Porém, as boas atuações no Rio de Janeiro ainda não apagaram as apresentações abaixo do esperado pela dupla, em jogos anteriores, mas, segundo os próprios atletas, o jogo de domingo se tornou um ponto de partida para o bom futebol com mais regularidade.

A dupla quer aproveitar o embalo e mostrar de vez que as contratações foram acertadas. “Aos poucos aquele Branquinho do Santo André está voltando. Fiz (contra o Botafogo) várias jogadas individuais. Esse é meu futebol”, destacou Branquinho, que diante do Atlético-GO já havia sido destaque – marcou os dois gols do Furacão, fazendo uma de suas melhores partidas no clube.

Allan Costa Pinto
Guerrón: equatoriano promete o futebol de 2008.

Em alta com a torcida, o meia quer mais. Diante do Botafogo, além de ser o homem de criação, Branquinho também atuou como se fosse capitão: tentou organizar a equipe, deu bronca e chamou a responsabilidade durante o jogo.

“Jamais vão ver o Branquinho desanimado. Tenho meu jeito meio nervosinho, de um cobrar, mas é meu jeito. Quando perdemos os gols fiquei chateado comigo e com os companheiros”, explicou.
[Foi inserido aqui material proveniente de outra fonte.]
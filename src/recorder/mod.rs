//! Pac-Man's voice recorder.
//!
//! A four state machine driven once per frame by the recorder button and the
//! saved mark of Pac-Man's prompt:
//!
//! ```text
//! Paused --button on--> Recording --tape full--> Recorded --prompt saved--> Playback
//!   ^                                               |  ^                        |
//!   +------------------button on--------------------+  +-------tape played------+
//! ```

use strum_macros::AsRefStr;
use tracing::{debug, info};

pub mod device;
pub mod tape;

pub use tape::{SharedTape, Tape};

#[derive(Debug, Clone, Copy, PartialEq, Eq, Hash, Default, AsRefStr)]
pub enum RecorderState {
    #[default]
    Paused,
    Recording,
    Recorded,
    Playback,
}

/// Position of the recorder button.
#[derive(Debug, Clone, Copy, PartialEq, Eq, Hash, Default)]
pub enum Toggle {
    #[default]
    Off,
    On,
}

/// One direction of an audio device that can be started and stopped.
pub trait AudioChannel {
    fn resume(&mut self);
    fn pause(&mut self);
}

impl<CB: sdl2::audio::AudioCallback> AudioChannel for sdl2::audio::AudioDevice<CB> {
    fn resume(&mut self) {
        sdl2::audio::AudioDevice::resume(self);
    }

    fn pause(&mut self) {
        sdl2::audio::AudioDevice::pause(self);
    }
}

pub struct Recorder {
    state: RecorderState,
    tape: SharedTape,
    capture: Box<dyn AudioChannel>,
    playback: Box<dyn AudioChannel>,
}

impl Recorder {
    /// Both channels must already be wired to `tape` and start paused.
    pub fn new(tape: SharedTape, capture: Box<dyn AudioChannel>, playback: Box<dyn AudioChannel>) -> Self {
        Self {
            state: RecorderState::Paused,
            tape,
            capture,
            playback,
        }
    }

    pub fn state(&self) -> RecorderState {
        self.state
    }

    pub fn tape(&self) -> &SharedTape {
        &self.tape
    }

    /// Advances the state machine by at most one transition.
    ///
    /// Finishing a recording switches the button off; finishing a playback
    /// clears the saved mark so it does not play again.
    pub fn update(&mut self, toggle: &mut Toggle, saved: &mut bool) -> RecorderState {
        let next = match self.state {
            RecorderState::Paused if *toggle == Toggle::On => {
                self.tape.lock().rewind();
                self.capture.resume();
                RecorderState::Recording
            }
            RecorderState::Recording => {
                let (past_end, samples) = self.cursor_status();
                if past_end {
                    self.capture.pause();
                    *toggle = Toggle::Off;
                    info!(samples, "Recording finished");
                    RecorderState::Recorded
                } else {
                    RecorderState::Recording
                }
            }
            RecorderState::Recorded if *toggle == Toggle::On => RecorderState::Paused,
            RecorderState::Recorded if *saved => {
                self.tape.lock().rewind();
                self.playback.resume();
                RecorderState::Playback
            }
            RecorderState::Playback => {
                if self.cursor_status().0 {
                    self.playback.pause();
                    *saved = false;
                    info!("Playback finished");
                    RecorderState::Recorded
                } else {
                    RecorderState::Playback
                }
            }
            state => state,
        };

        if next != self.state {
            debug!(from = self.state.as_ref(), to = next.as_ref(), "Recorder transition");
            self.state = next;
        }
        self.state
    }

    /// Reads the cursor under the tape lock, released before any device call.
    /// The device callbacks take the same lock while SDL holds the device's own.
    fn cursor_status(&self) -> (bool, usize) {
        let tape = self.tape.lock();
        (tape.is_past_end(), tape.cursor())
    }
}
Branquinho já conseguiu uma série de bons jogos, enquanto Guerrón ainda estava devendo. Teve alguns jogos em que rendeu bem, mas o gol contra o clube carioca o coloca na condição de “salvador” da rodada.

“Eu precisava de um gol para ter mais confiança. Agora o Guerrón vai ser diferente. Daqui para frente vou ser o que todo mundo queria ver: o Guerrón que jogou em 2008”, assegurou o equatoriano, que foi destaque da LDU na Copa Libertadores de 2008.

A presença de Branquinho e Guerrón, jogando com Paulo Baier, Maikon Leite Bruno Mineiro deixaram o Atlético com a formação mais ofensiva desta temporada.

A ousadia de Carpegiani, que fez as alterações para buscar ao menos o empate, dando mais movimentação ao time, pode se repetir nas próximas rodadas, desde que todos consigam ajudar na marcação e evitar os contra-ataques.

“Estamos engatinhando, tendo um progresso e cobro muito deles. Não tenho receio de jogar fora. Atuo com três atacantes e sou questionado por isso, mas podem jogar até com quatro atacantes, desde que tenha organi zação e eles participem”, afirmou Carpa.